__Exercise goal__
Within the records below, reproduce without change the lines from the line that has "#[cfg(test)]" through the line that has "use tower_http::compression::CompressionLayer;", and only those.

+ + + + +

//! 后台任务管理
//!
//! 统一管理所有后台任务的注册、启动和关闭。
//!
//! # 任务类型
//!
//! - [`TaskKind::Periodic`] - 定时任务 (如付款超时扫描)

use futures::FutureExt;
use std::fmt;
use std::panic::AssertUnwindSafe;
use std::time::Duration;
use tokio::task::JoinHandle;
use tokio_util::sync::CancellationToken;

/// 任务类型
#[derive(Debug, Clone, Copy, PartialEq, Eq)]
pub enum TaskKind {
    /// 定时任务
    Periodic,
}

impl fmt::Display for TaskKind {
    fn fmt(&self, f: &mut fmt::Formatter<'_>) -> fmt::Result {
        match self {
            TaskKind::Periodic => write!(f, "Periodic"),
        }
    }
}

struct RegisteredTask {
    name: &'static str,
    kind: TaskKind,
    handle: JoinHandle<()>,
}

/// 后台任务管理器
///
/// ```ignore
/// let mut tasks = BackgroundTasks::new();
/// let token = tasks.shutdown_token();
///
/// tasks.spawn("expiry_sweeper", TaskKind::Periodic, async move {
///     // 定时扫描，监听 token.cancelled()
/// });
///
/// tasks.shutdown(Duration::from_secs(10)).await;
/// ```
pub struct BackgroundTasks {
    tasks: Vec<RegisteredTask>,
    /// 全局取消令牌
    shutdown: CancellationToken,
}

impl BackgroundTasks {
    pub fn new() -> Self {
        Self {
            tasks: Vec::new(),
            shutdown: CancellationToken::new(),
        }
    }

    /// 获取取消令牌（用于任务内部监听 shutdown 信号）
    pub fn shutdown_token(&self) -> CancellationToken {
        self.shutdown.clone()
    }

    /// 注册并启动一个后台任务
    ///
    /// 任务会被包装以捕获 panic，异常退出会记录错误日志。
    pub fn spawn<F>(&mut self, name: &'static str, kind: TaskKind, future: F)
    where
        F: std::future::Future<Output = ()> + Send + 'static,
    {
        let shutdown = self.shutdown.clone();
        let wrapped_future = async move {
            let result: Result<(), Box<dyn std::any::Any + Send>> =
                AssertUnwindSafe(future).catch_unwind().await;
            match result {
                Ok(()) => {
                    // 收到 shutdown 后正常退出不算异常
                    if !shutdown.is_cancelled() {
                        tracing::warn!(task = %name, kind = %kind, "Background task completed unexpectedly");
                    }
                }
                Err(panic_info) => {
                    let panic_msg: String = if let Some(s) = panic_info.downcast_ref::<&str>() {
                        (*s).to_string()
                    } else if let Some(s) = panic_info.downcast_ref::<String>() {
                        s.clone()
                    } else {
                        "Unknown panic".to_string()
                    };
                    tracing::error!(
                        task = %name,
                        kind = %kind,
                        panic = %panic_msg,
                        "Background task panicked"
                    );
                }
            }
        };

        let handle = tokio::spawn(wrapped_future);
        tracing::debug!(task = %name, kind = %kind, "Registered background task");
        self.tasks.push(RegisteredTask { name, kind, handle });
    }

    pub fn len(&self) -> usize {
        self.tasks.len()
    }

    pub fn is_empty(&self) -> bool {
        self.tasks.is_empty()
    }

    /// 按类型统计任务数量
    pub fn count_by_kind(&self, kind: TaskKind) -> usize {
        self.tasks.iter().filter(|t| t.kind == kind).count()
    }

    /// 打印任务摘要
    pub fn log_summary(&self) {
        tracing::info!(
            total = self.tasks.len(),
            periodic = self.count_by_kind(TaskKind::Periodic),
            "Background tasks registered"
        );
    }

    /// 返回异常终止的任务数量
    pub fn check_health(&self) -> usize {
        let failed = self
            .tasks
            .iter()
            .filter(|t| t.handle.is_finished())
            .inspect(|t| {
                tracing::error!(task = %t.name, kind = %t.kind, "Background task unexpectedly finished");
            })
            .count();
        if failed > 0 {
            tracing::error!(
                failed,
                total = self.tasks.len(),
                "Background task health check failed"
            );
        }
        failed
    }

    /// Graceful shutdown - 取消所有任务并等待完成
    ///
    /// 超过 `timeout` 仍未退出的任务会被 abort。
    pub async fn shutdown(self, timeout: Duration) {
        tracing::info!("Shutting down {} background tasks...", self.tasks.len());

        self.shutdown.cancel();

        for task in self.tasks {
            let abort = task.handle.abort_handle();
            match tokio::time::timeout(timeout, task.handle).await {
                Ok(Ok(())) => {
                    tracing::debug!(task = %task.name, "Task completed");
                }
                Ok(Err(e)) if e.is_cancelled() => {
                    tracing::debug!(task = %task.name, "Task cancelled");
                }
                Ok(Err(e)) => {
                    tracing::error!(task = %task.name, error = ?e, "Task panicked");
                }
                Err(_) => {
                    tracing::warn!(task = %task.name, "Task did not stop in time, aborting");
                    abort.abort();
                }
            }
        }

        tracing::info!("All background tasks stopped");
    }
}

impl Default for BackgroundTasks {
    fn default() -> Self {
        Self::new()
    }
}

#[cfg(test)]
mod tests {
    use super::*;
    use std::sync::Arc;
    use std::sync::atomic::{AtomicUsize, Ordering};

    #[tokio::test]
    async fn test_periodic_task_stops_on_shutdown() {
        let mut tasks = BackgroundTasks::new();
        let token = tasks.shutdown_token();
        let ticks = Arc::new(AtomicUsize::new(0));
        let ticks_clone = ticks.clone();

        tasks.spawn("ticker", TaskKind::Periodic, async move {
            let mut interval = tokio::time::interval(Duration::from_millis(5));
            loop {
                tokio::select! {
                    _ = token.cancelled() => break,
                    _ = interval.tick() => {
                        ticks_clone.fetch_add(1, Ordering::SeqCst);
                    }
                }
            }
        });

        assert_eq!(tasks.len(), 1);
        assert_eq!(tasks.count_by_kind(TaskKind::Periodic), 1);

        tokio::time::sleep(Duration::from_millis(30)).await;
        assert_eq!(tasks.check_health(), 0);

        tasks.shutdown(Duration::from_secs(1)).await;
        assert!(ticks.load(Ordering::SeqCst) >= 1);
    }

    #[tokio::test]
    async fn test_panicking_task_is_contained() {
        let mut tasks = BackgroundTasks::new();
        tasks.spawn("boom", TaskKind::Periodic, async {
            panic!("sweeper exploded");
        });

        tokio::time::sleep(Duration::from_millis(20)).await;
        assert_eq!(tasks.check_health(), 1);
        tasks.shutdown(Duration::from_secs(1)).await;
    }
}
//! Pricing API 模块

mod handler;

use axum::{Router, routing::post};

use crate::core::ServerState;

pub fn router() -> Router<ServerState> {
    Router::new().nest("/api/pricing", routes())
}

fn routes() -> Router<ServerState> {
    Router::new().route("/preview", post(handler::preview))
}
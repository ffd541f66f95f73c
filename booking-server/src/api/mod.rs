//! API 路由模块
//!
//! # 结构
//!
//! - [`health`] - 健康检查
//! - [`zones`] - 区域管理接口
//! - [`tables`] - 桌台管理接口
//! - [`pricing`] - 价格预览
//! - [`bookings`] - 预订接口
//! - [`dashboard`] - 管理后台概览

pub mod health;

pub mod bookings;
pub mod dashboard;
pub mod pricing;
pub mod tables;
pub mod zones;

use axum::extract::{MatchedPath, Request};
use axum::middleware::{self, Next};
use axum::response::Response;
use axum::Router;
use std::time::Instant;
use tower_http::compression::CompressionLayer;
use tower_http::cors::CorsLayer;
use tower_http::request_id::{MakeRequestUuid, PropagateRequestIdLayer, SetRequestIdLayer};
use tower_http::trace::TraceLayer;

use crate::core::ServerState;

// Re-export common types for handlers
pub use crate::utils::{AppError, AppResult};

const REQUEST_ID_HEADER: &str = "x-request-id";

/// HTTP 请求日志中间件
async fn log_request(request: Request, next: Next) -> Response {
    let start = Instant::now();

    let request_id = request
        .headers()
        .get(REQUEST_ID_HEADER)
        .and_then(|v| v.to_str().ok())
        .unwrap_or("-")
        .to_string();
    let method = request.method().clone();
    let path = request
        .extensions()
        .get::<MatchedPath>()
        .map(|p| p.as_str().to_string())
        .unwrap_or_else(|| request.uri().path().to_string());

    let response = next.run(request).await;

    let status = response.status();
    let latency_ms = start.elapsed().as_millis() as u64;
    if status.is_server_error() || status.is_client_error() {
        tracing::warn!(
            target: "http_access",
            request_id = %request_id,
            method = %method,
            path = %path,
            status = status.as_u16(),
            latency_ms,
            "Request failed"
        );
    } else {
        tracing::info!(
            target: "http_access",
            request_id = %request_id,
            method = %method,
            path = %path,
            status = status.as_u16(),
            latency_ms,
            "Request completed"
        );
    }

    response
}

/// Build the Axum router (without state)
pub fn build_router() -> Router<ServerState> {
    Router::<ServerState>::new()
        .merge(health::router())
        .merge(zones::router())
        .merge(tables::router())
        .merge(pricing::router())
        .merge(bookings::router())
        .merge(dashboard::router())
}

/// Build the complete application with state and middleware
pub fn build_app(state: ServerState) -> Router {
    let request_id = http::HeaderName::from_static(REQUEST_ID_HEADER);

    build_router()
        .with_state(state)
        .layer(middleware::from_fn(log_request))
        .layer(TraceLayer::new_for_http())
        .layer(CorsLayer::permissive())
        .layer(CompressionLayer::new())
        .layer(PropagateRequestIdLayer::new(request_id.clone()))
        .layer(SetRequestIdLayer::new(request_id, MakeRequestUuid))
}
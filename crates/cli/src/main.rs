use std::{fs::OpenOptions, path::PathBuf, sync::Mutex};

use anyhow::Context;
use clap::{Parser, Subcommand};
use tandem_core::{cluster::Convergence, config::AppConfig};
use tracing_subscriber::{layer::SubscriberExt, util::SubscriberInitExt, EnvFilter};

mod commands;
use commands::{nodes, rpc, UpOptions};

#[derive(Parser)]
#[command(name = "tandem")]
#[command(about = "Tandem - start liquidd nodes and wait until they agree on chain state")]
struct Cli {
    #[command(subcommand)]
    command: Commands,

    /// Settings file (defaults to config/tandem.toml)
    #[arg(short, long, global = true, env = "TANDEM_CONFIG")]
    config: Option<String>,
}

#[derive(Subcommand)]
enum Commands {
    /// Reset every node's datadir and copy in its template config
    Prepare,

    /// Start all configured nodes and wait for them to converge
    Up {
        /// Prepare datadirs first
        #[arg(long)]
        prepare: bool,

        /// Return as soon as the daemons are spawned
        #[arg(long)]
        no_wait: bool,

        /// Stay attached and shut the nodes down on Ctrl-C
        #[arg(long)]
        foreground: bool,
    },

    /// Wait for already running nodes to converge
    Wait {
        /// best_block_hash or block_count (defaults to the configured criterion)
        #[arg(long)]
        criterion: Option<Convergence>,

        /// Give up after this many seconds (0 waits forever)
        #[arg(long)]
        timeout: Option<u64>,
    },

    /// Print each node's block count and tip
    Status,

    /// Issue one RPC call; params are parsed as JSON, falling back to strings
    Call {
        /// Configured node name
        node: String,

        /// RPC method name
        method: String,

        /// Positional parameters
        params: Vec<String>,
    },

    /// Ask every configured node to stop over RPC
    Down,

    /// Show the endpoint found in the daemon's default config
    Discover {
        /// Read this config instead of the platform default
        #[arg(long)]
        path: Option<PathBuf>,
    },
}

/// Initializes logging from the `[logging]` settings.
///
/// `RUST_LOG` takes precedence over the configured level. When a log file is configured,
/// plain-text output is appended there as well as to the console.
fn init_logging(config: &AppConfig) -> anyhow::Result<()> {
    let level = &config.logging.level;
    let filter = EnvFilter::try_from_env("RUST_LOG").unwrap_or_else(|_| {
        EnvFilter::new(format!("warn,tandem_core={level},cli={level},tests={level}"))
    });

    let file_layer = match &config.logging.file {
        Some(path) => {
            let file = OpenOptions::new()
                .create(true)
                .append(true)
                .open(path)
                .with_context(|| format!("failed to open log file {}", path.display()))?;
            Some(tracing_subscriber::fmt::layer().with_ansi(false).with_writer(Mutex::new(file)))
        }
        None => None,
    };

    let registry = tracing_subscriber::registry().with(filter).with(file_layer);

    if config.logging.format.as_str() == "json" {
        let fmt_layer = tracing_subscriber::fmt::layer().json();
        registry.with(fmt_layer).init();
    } else {
        let fmt_layer = tracing_subscriber::fmt::layer()
            .pretty()
            .with_file(true)
            .with_line_number(true)
            .with_target(false);
        registry.with(fmt_layer).init();
    }

    Ok(())
}

fn load_config(path: Option<&str>) -> anyhow::Result<AppConfig> {
    let config = match path {
        Some(path) => AppConfig::from_file(path),
        None => AppConfig::load(),
    }
    .context("failed to load settings")?;

    config.validate().map_err(|e| anyhow::anyhow!("invalid settings: {e}"))?;
    Ok(config)
}

#[tokio::main]
async fn main() -> anyhow::Result<()> {
    let cli = Cli::parse();
    let config = load_config(cli.config.as_deref())?;
    init_logging(&config)?;

    match cli.command {
        Commands::Prepare => nodes::prepare(&config)?,
        Commands::Up { prepare, no_wait, foreground } => {
            nodes::up(&config, UpOptions { prepare, no_wait, foreground }).await?;
        }
        Commands::Wait { criterion, timeout } => nodes::wait(&config, criterion, timeout).await?,
        Commands::Status => nodes::status(&config).await?,
        Commands::Call { node, method, params } => {
            rpc::call(&config, &node, &method, &params).await?;
        }
        Commands::Down => nodes::down(&config).await?,
        Commands::Discover { path } => rpc::discover(path.as_deref())?,
    }

    Ok(())
}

+ + + + +

__Response__
#[cfg(test)]
mod tests {
    use super::*;
    use std::sync::Arc;
    use std::sync::atomic::{AtomicUsize, Ordering};

    #[tokio::test]
    async fn test_periodic_task_stops_on_shutdown() {
        let mut tasks = BackgroundTasks::new();
        let token = tasks.shutdown_token();
        let ticks = Arc::new(AtomicUsize::new(0));
        let ticks_clone = ticks.clone();

        tasks.spawn("ticker", TaskKind::Periodic, async move {
            let mut interval = tokio::time::interval(Duration::from_millis(5));
            loop {
                tokio::select! {
                    _ = token.cancelled() => break,
                    _ = interval.tick() => {
                        ticks_clone.fetch_add(1, Ordering::SeqCst);
                    }
                }
            }
        });

        assert_eq!(tasks.len(), 1);
        assert_eq!(tasks.count_by_kind(TaskKind::Periodic), 1);

        tokio::time::sleep(Duration::from_millis(30)).await;
        assert_eq!(tasks.check_health(), 0);

        tasks.shutdown(Duration::from_secs(1)).await;
        assert!(ticks.load(Ordering::SeqCst) >= 1);
    }

    #[tokio::test]
    async fn test_panicking_task_is_contained() {
        let mut tasks = BackgroundTasks::new();
        tasks.spawn("boom", TaskKind::Periodic, async {
            panic!("sweeper exploded");
        });

        tokio::time::sleep(Duration::from_millis(20)).await;
        assert_eq!(tasks.check_health(), 1);
        tasks.shutdown(Duration::from_secs(1)).await;
    }
}
//! Pricing API 模块

mod handler;

use axum::{Router, routing::post};

use crate::core::ServerState;

pub fn router() -> Router<ServerState> {
    Router::new().nest("/api/pricing", routes())
}

fn routes() -> Router<ServerState> {
    Router::new().route("/preview", post(handler::preview))
}
repository ffd541f66f95f73c
filename booking-server/src/api/mod.rs
//! API 路由模块
//!
//! # 结构
//!
//! - [`health`] - 健康检查
//! - [`zones`] - 区域管理接口
//! - [`tables`] - 桌台管理接口
//! - [`pricing`] - 价格预览
//! - [`bookings`] - 预订接口
//! - [`dashboard`] - 管理后台概览

pub mod health;

pub mod bookings;
pub mod dashboard;
pub mod pricing;
pub mod tables;
pub mod zones;

use axum::extract::{MatchedPath, Request};
use axum::middleware::{self, Next};
use axum::response::Response;
use axum::Router;
use std::time::Instant;
use tower_http::compression::CompressionLayer;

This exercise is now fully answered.